The task. Below is a block of records; repeat all of them exactly.

___ Data for this task ___

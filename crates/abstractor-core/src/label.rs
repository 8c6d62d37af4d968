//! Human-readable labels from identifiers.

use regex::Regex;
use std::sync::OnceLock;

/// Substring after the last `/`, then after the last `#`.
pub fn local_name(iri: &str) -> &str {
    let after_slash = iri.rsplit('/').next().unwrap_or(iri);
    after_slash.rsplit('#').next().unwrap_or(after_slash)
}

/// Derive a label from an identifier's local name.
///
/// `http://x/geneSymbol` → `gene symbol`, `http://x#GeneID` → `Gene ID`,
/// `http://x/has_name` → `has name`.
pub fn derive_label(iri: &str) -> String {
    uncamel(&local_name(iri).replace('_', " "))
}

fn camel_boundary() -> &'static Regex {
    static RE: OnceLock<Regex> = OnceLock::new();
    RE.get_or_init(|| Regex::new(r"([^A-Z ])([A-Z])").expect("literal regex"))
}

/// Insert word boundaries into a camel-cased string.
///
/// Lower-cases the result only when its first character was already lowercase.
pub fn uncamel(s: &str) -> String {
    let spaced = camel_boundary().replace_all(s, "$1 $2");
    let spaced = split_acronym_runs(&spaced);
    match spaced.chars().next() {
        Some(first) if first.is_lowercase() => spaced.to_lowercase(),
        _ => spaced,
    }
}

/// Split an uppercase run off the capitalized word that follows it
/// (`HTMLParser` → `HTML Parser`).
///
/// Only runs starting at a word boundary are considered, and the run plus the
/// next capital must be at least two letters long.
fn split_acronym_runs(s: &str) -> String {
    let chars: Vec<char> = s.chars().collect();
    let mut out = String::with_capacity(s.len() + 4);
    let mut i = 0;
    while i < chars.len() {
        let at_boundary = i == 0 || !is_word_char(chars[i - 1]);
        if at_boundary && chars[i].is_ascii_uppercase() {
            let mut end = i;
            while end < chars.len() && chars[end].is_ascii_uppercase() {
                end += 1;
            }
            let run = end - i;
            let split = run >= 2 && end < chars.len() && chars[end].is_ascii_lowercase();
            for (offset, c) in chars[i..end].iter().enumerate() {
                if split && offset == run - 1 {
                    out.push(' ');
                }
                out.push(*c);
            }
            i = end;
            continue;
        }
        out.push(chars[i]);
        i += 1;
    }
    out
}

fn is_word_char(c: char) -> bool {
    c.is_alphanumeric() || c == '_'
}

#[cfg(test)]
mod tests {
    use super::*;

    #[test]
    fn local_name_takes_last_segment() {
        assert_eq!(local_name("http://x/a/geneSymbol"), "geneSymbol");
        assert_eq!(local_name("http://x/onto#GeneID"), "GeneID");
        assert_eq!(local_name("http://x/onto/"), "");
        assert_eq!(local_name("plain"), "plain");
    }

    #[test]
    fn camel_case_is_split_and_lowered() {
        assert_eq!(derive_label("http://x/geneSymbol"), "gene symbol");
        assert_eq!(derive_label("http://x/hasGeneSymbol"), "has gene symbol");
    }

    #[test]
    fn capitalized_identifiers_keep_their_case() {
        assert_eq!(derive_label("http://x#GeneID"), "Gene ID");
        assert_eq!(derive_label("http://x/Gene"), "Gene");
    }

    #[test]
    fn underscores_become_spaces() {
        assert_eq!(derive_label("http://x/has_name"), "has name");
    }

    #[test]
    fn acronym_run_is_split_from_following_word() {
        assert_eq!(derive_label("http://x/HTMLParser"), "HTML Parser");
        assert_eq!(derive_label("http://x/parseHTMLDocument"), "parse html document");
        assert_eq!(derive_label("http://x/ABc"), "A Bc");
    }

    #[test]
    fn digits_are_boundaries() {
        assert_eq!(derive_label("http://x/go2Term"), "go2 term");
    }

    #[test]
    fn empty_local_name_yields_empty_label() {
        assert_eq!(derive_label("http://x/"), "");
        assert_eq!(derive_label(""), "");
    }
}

___

Expected answer.
filename crates/abstractor-core/src/label.rs
repository 8c6d62d37af4d968
//! Human-readable labels from identifiers.

use regex::Regex;
use std::sync::OnceLock;

/// Substring after the last `/`, then after the last `#`.
pub fn local_name(iri: &str) -> &str {
    let after_slash = iri.rsplit('/').next().unwrap_or(iri);
    after_slash.rsplit('#').next().unwrap_or(after_slash)
}

/// Derive a label from an identifier's local name.
///
/// `http://x/geneSymbol` → `gene symbol`, `http://x#GeneID` → `Gene ID`,
/// `http://x/has_name` → `has name`.
pub fn derive_label(iri: &str) -> String {
    uncamel(&local_name(iri).replace('_', " "))
}

fn camel_boundary() -> &'static Regex {
    static RE: OnceLock<Regex> = OnceLock::new();
    RE.get_or_init(|| Regex::new(r"([^A-Z ])([A-Z])").expect("literal regex"))
}

/// Insert word boundaries into a camel-cased string.
///
/// Lower-cases the result only when its first character was already lowercase.
pub fn uncamel(s: &str) -> String {
    let spaced = camel_boundary().replace_all(s, "$1 $2");
    let spaced = split_acronym_runs(&spaced);
    match spaced.chars().next() {
        Some(first) if first.is_lowercase() => spaced.to_lowercase(),
        _ => spaced,
    }
}

/// Split an uppercase run off the capitalized word that follows it
/// (`HTMLParser` → `HTML Parser`).
///
/// Only runs starting at a word boundary are considered, and the run plus the
/// next capital must be at least two letters long.
fn split_acronym_runs(s: &str) -> String {
    let chars: Vec<char> = s.chars().collect();
    let mut out = String::with_capacity(s.len() + 4);
    let mut i = 0;
    while i < chars.len() {
        let at_boundary = i == 0 || !is_word_char(chars[i - 1]);
        if at_boundary && chars[i].is_ascii_uppercase() {
            let mut end = i;
            while end < chars.len() && chars[end].is_ascii_uppercase() {
                end += 1;
            }
            let run = end - i;
            let split = run >= 2 && end < chars.len() && chars[end].is_ascii_lowercase();
            for (offset, c) in chars[i..end].iter().enumerate() {
                if split && offset == run - 1 {
                    out.push(' ');
                }
                out.push(*c);
            }
            i = end;
            continue;
        }
        out.push(chars[i]);
        i += 1;
    }
    out
}

fn is_word_char(c: char) -> bool {
    c.is_alphanumeric() || c == '_'
}

#[cfg(test)]
mod tests {
    use super::*;

    #[test]
    fn local_name_takes_last_segment() {
        assert_eq!(local_name("http://x/a/geneSymbol"), "geneSymbol");
        assert_eq!(local_name("http://x/onto#GeneID"), "GeneID");
        assert_eq!(local_name("http://x/onto/"), "");
        assert_eq!(local_name("plain"), "plain");
    }

    #[test]
    fn camel_case_is_split_and_lowered() {
        assert_eq!(derive_label("http://x/geneSymbol"), "gene symbol");
        assert_eq!(derive_label("http://x/hasGeneSymbol"), "has gene symbol");
    }

    #[test]
    fn capitalized_identifiers_keep_their_case() {
        assert_eq!(derive_label("http://x#GeneID"), "Gene ID");
        assert_eq!(derive_label("http://x/Gene"), "Gene");
    }

    #[test]
    fn underscores_become_spaces() {
        assert_eq!(derive_label("http://x/has_name"), "has name");
    }

    #[test]
    fn acronym_run_is_split_from_following_word() {
        assert_eq!(derive_label("http://x/HTMLParser"), "HTML Parser");
        assert_eq!(derive_label("http://x/parseHTMLDocument"), "parse html document");
        assert_eq!(derive_label("http://x/ABc"), "A Bc");
    }

    #[test]
    fn digits_are_boundaries() {
        assert_eq!(derive_label("http://x/go2Term"), "go2 term");
    }

    #[test]
    fn empty_local_name_yields_empty_label() {
        assert_eq!(derive_label("http://x/"), "");
        assert_eq!(derive_label(""), "");
    }
}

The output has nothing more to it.